Start of DATASET CONTENT

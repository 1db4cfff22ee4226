use anyhow::{Context, Result};
use async_trait::async_trait;
use std::collections::HashSet;
use std::fs;
use std::path::{Path, PathBuf};
use std::sync::Mutex;
use std::sync::atomic::{AtomicBool, Ordering};
use tokio::io::AsyncWriteExt;

use super::BlockStore;
use crate::util::bloom::BloomFilter;

/// Fixed-size block storage on a local directory.
///
/// Every block is a file named after its key, exactly `block_size` bytes long
/// (short payloads are zero-padded on write). The store keeps a bloom filter
/// and key set covering the directory contents; both are rebuilt by a full
/// rescan on open and after every removal, which keeps the non-counting filter
/// honest.
pub struct FileBlockStore {
    path: PathBuf,
    block_size: u64,
    sync_writes: AtomicBool,
    state: Mutex<StoreState>,
}

struct StoreState {
    free_blocks: u64,
    used_blocks: u64,
    bloom: BloomFilter,
    keys: HashSet<String>,
    scan: Option<fs::ReadDir>,
}

/// Block keys become file names, so they must be non-empty ASCII without path
/// separators, and must not start with `.` (dotfiles are invisible to scans).
fn valid_key(key: &str) -> bool {
    !key.is_empty()
        && !key.starts_with('.')
        && key
            .bytes()
            .all(|b| b.is_ascii() && b != b'/' && b != b'\\' && b != 0)
}

/// Free bytes available on the filesystem holding `path`.
fn available_bytes(path: &Path) -> u64 {
    match nix::sys::statvfs::statvfs(path) {
        Ok(stat) => stat.blocks_available() as u64 * stat.fragment_size() as u64,
        Err(e) => {
            tracing::warn!("statvfs on {} failed: {}", path.display(), e);
            0
        }
    }
}

impl FileBlockStore {
    /// Opens (creating if needed) a block store rooted at `path`, then scans
    /// the directory once to rebuild counters, bloom filter, and key set.
    pub fn open(path: impl Into<PathBuf>, block_size: u64) -> Result<Self> {
        let path = path.into();
        anyhow::ensure!(block_size > 0, "block size must be non-zero");
        fs::create_dir_all(&path)
            .with_context(|| format!("failed to create block store at {}", path.display()))?;
        let store = Self {
            path,
            block_size,
            sync_writes: AtomicBool::new(false),
            state: Mutex::new(StoreState {
                free_blocks: 0,
                used_blocks: 0,
                bloom: BloomFilter::new(),
                keys: HashSet::new(),
                scan: None,
            }),
        };
        store.rescan();
        {
            let state = store.state.lock().unwrap();
            tracing::info!(
                "opened block store at {} ({} used, {} free, block size {})",
                store.path.display(),
                state.used_blocks,
                state.free_blocks,
                block_size
            );
        }
        Ok(store)
    }

    /// Enables or disables fsync-per-write. Off by default: the store trades
    /// durability of the last writes for an order of magnitude in throughput.
    pub fn set_sync_writes(&self, enabled: bool) {
        self.sync_writes.store(enabled, Ordering::Relaxed);
    }

    fn block_path(&self, key: &str) -> PathBuf {
        self.path.join(key)
    }

    /// Rebuilds counters, bloom filter, and key set from the directory.
    fn rescan(&self) {
        let mut bloom = BloomFilter::new();
        let mut keys = HashSet::new();
        let mut used = 0u64;
        match fs::read_dir(&self.path) {
            Ok(entries) => {
                for entry in entries.flatten() {
                    let Some(name) = read_block_entry(&entry) else {
                        continue;
                    };
                    bloom.set(&name);
                    keys.insert(name);
                    used += 1;
                }
            }
            Err(e) => {
                tracing::error!("failed to scan {}: {}", self.path.display(), e);
            }
        }
        let free = available_bytes(&self.path) / self.block_size;

        let mut state = self.state.lock().unwrap();
        state.bloom = bloom;
        state.keys = keys;
        state.used_blocks = used;
        state.free_blocks = free;
        state.scan = None;
    }

    /// Writes a block, zero-padding short payloads to the block size.
    pub async fn put(&self, key: &str, data: &[u8]) -> bool {
        if !valid_key(key) {
            tracing::warn!("rejecting invalid block key {:?}", key);
            return false;
        }
        if data.len() as u64 > self.block_size {
            tracing::warn!(
                "block {:?} of {} bytes exceeds block size {}",
                key,
                data.len(),
                self.block_size
            );
            return false;
        }
        if self.state.lock().unwrap().free_blocks == 0 {
            tracing::error!("no free blocks in {}", self.path.display());
            return false;
        }

        let mut padded = data.to_vec();
        padded.resize(self.block_size as usize, 0);
        let path = self.block_path(key);
        let result = async {
            let mut file = tokio::fs::File::create(&path).await?;
            file.write_all(&padded).await?;
            if self.sync_writes.load(Ordering::Relaxed) {
                file.sync_all().await?;
            }
            std::io::Result::Ok(())
        }
        .await;
        if let Err(e) = result {
            tracing::error!("failed to write block {:?}: {}", key, e);
            return false;
        }

        let mut state = self.state.lock().unwrap();
        if state.keys.insert(key.to_string()) {
            state.free_blocks = state.free_blocks.saturating_sub(1);
            state.used_blocks += 1;
        }
        state.bloom.set(key);
        true
    }

    /// Reads a block. `None` when the key is invalid, the file is missing, or
    /// the block is empty.
    pub async fn get(&self, key: &str) -> Option<Vec<u8>> {
        if !valid_key(key) {
            return None;
        }
        let mut data = tokio::fs::read(self.block_path(key)).await.ok()?;
        if data.is_empty() {
            tracing::info!("block {:?} is empty", key);
            return None;
        }
        data.truncate(self.block_size as usize);
        Some(data)
    }

    /// Unlinks a block. On success the bloom filter and key set are
    /// regenerated by rescanning the directory.
    pub async fn remove(&self, key: &str) -> bool {
        if !valid_key(key) {
            return false;
        }
        match tokio::fs::remove_file(self.block_path(key)).await {
            Ok(()) => {
                self.rescan();
                true
            }
            Err(e) => {
                tracing::debug!("failed to remove block {:?}: {}", key, e);
                false
            }
        }
    }

    /// Forward-only cursor over the stored block keys. Returns `None` once per
    /// completed sweep, then rewinds.
    pub fn next(&self) -> Option<String> {
        let mut state = self.state.lock().unwrap();
        if state.scan.is_none() {
            state.scan = match fs::read_dir(&self.path) {
                Ok(entries) => Some(entries),
                Err(e) => {
                    tracing::error!("failed to open {} for scan: {}", self.path.display(), e);
                    return None;
                }
            };
        }
        let scan = state.scan.as_mut().expect("scan opened above");
        for entry in scan.flatten() {
            if let Some(name) = read_block_entry(&entry) {
                return Some(name);
            }
        }
        state.scan = None;
        None
    }

    pub fn block_size(&self) -> u64 {
        self.block_size
    }

    pub fn num_free_blocks(&self) -> u64 {
        self.state.lock().unwrap().free_blocks
    }

    pub fn num_total_blocks(&self) -> u64 {
        let state = self.state.lock().unwrap();
        state.free_blocks + state.used_blocks
    }

    pub fn num_used_blocks(&self) -> u64 {
        self.state.lock().unwrap().used_blocks
    }

    /// Exact membership check against the in-memory key set.
    pub fn has_block(&self, key: &str) -> bool {
        self.state.lock().unwrap().keys.contains(key)
    }

    /// Snapshot of the current bloom filter.
    pub fn bloom_filter(&self) -> BloomFilter {
        self.state.lock().unwrap().bloom.clone()
    }
}

/// Returns the block key for a directory entry, skipping dotfiles and
/// anything that is not a regular file.
fn read_block_entry(entry: &fs::DirEntry) -> Option<String> {
    let name = entry.file_name().into_string().ok()?;
    if name.starts_with('.') {
        return None;
    }
    if !entry.file_type().ok()?.is_file() {
        return None;
    }
    Some(name)
}

#[async_trait]
impl BlockStore for FileBlockStore {
    async fn put_block(&self, key: &str, data: Vec<u8>) -> bool {
        self.put(key, &data).await
    }

    async fn get_block(&self, key: &str) -> Option<Vec<u8>> {
        self.get(key).await
    }

    async fn remove_block(&self, key: &str) -> bool {
        self.remove(key).await
    }

    async fn block_size(&self) -> u64 {
        self.block_size
    }

    async fn num_free_blocks(&self) -> u64 {
        FileBlockStore::num_free_blocks(self)
    }

    async fn num_total_blocks(&self) -> u64 {
        FileBlockStore::num_total_blocks(self)
    }

    async fn bloomfilter(&self) -> BloomFilter {
        self.bloom_filter()
    }
}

End of DATASET CONTENT

--- BRIEF ---
Lines above that include the string "counters" need to be copied.

--- EXERCISE ANSWER ---
    /// the directory once to rebuild counters, bloom filter, and key set.
    /// Rebuilds counters, bloom filter, and key set from the directory.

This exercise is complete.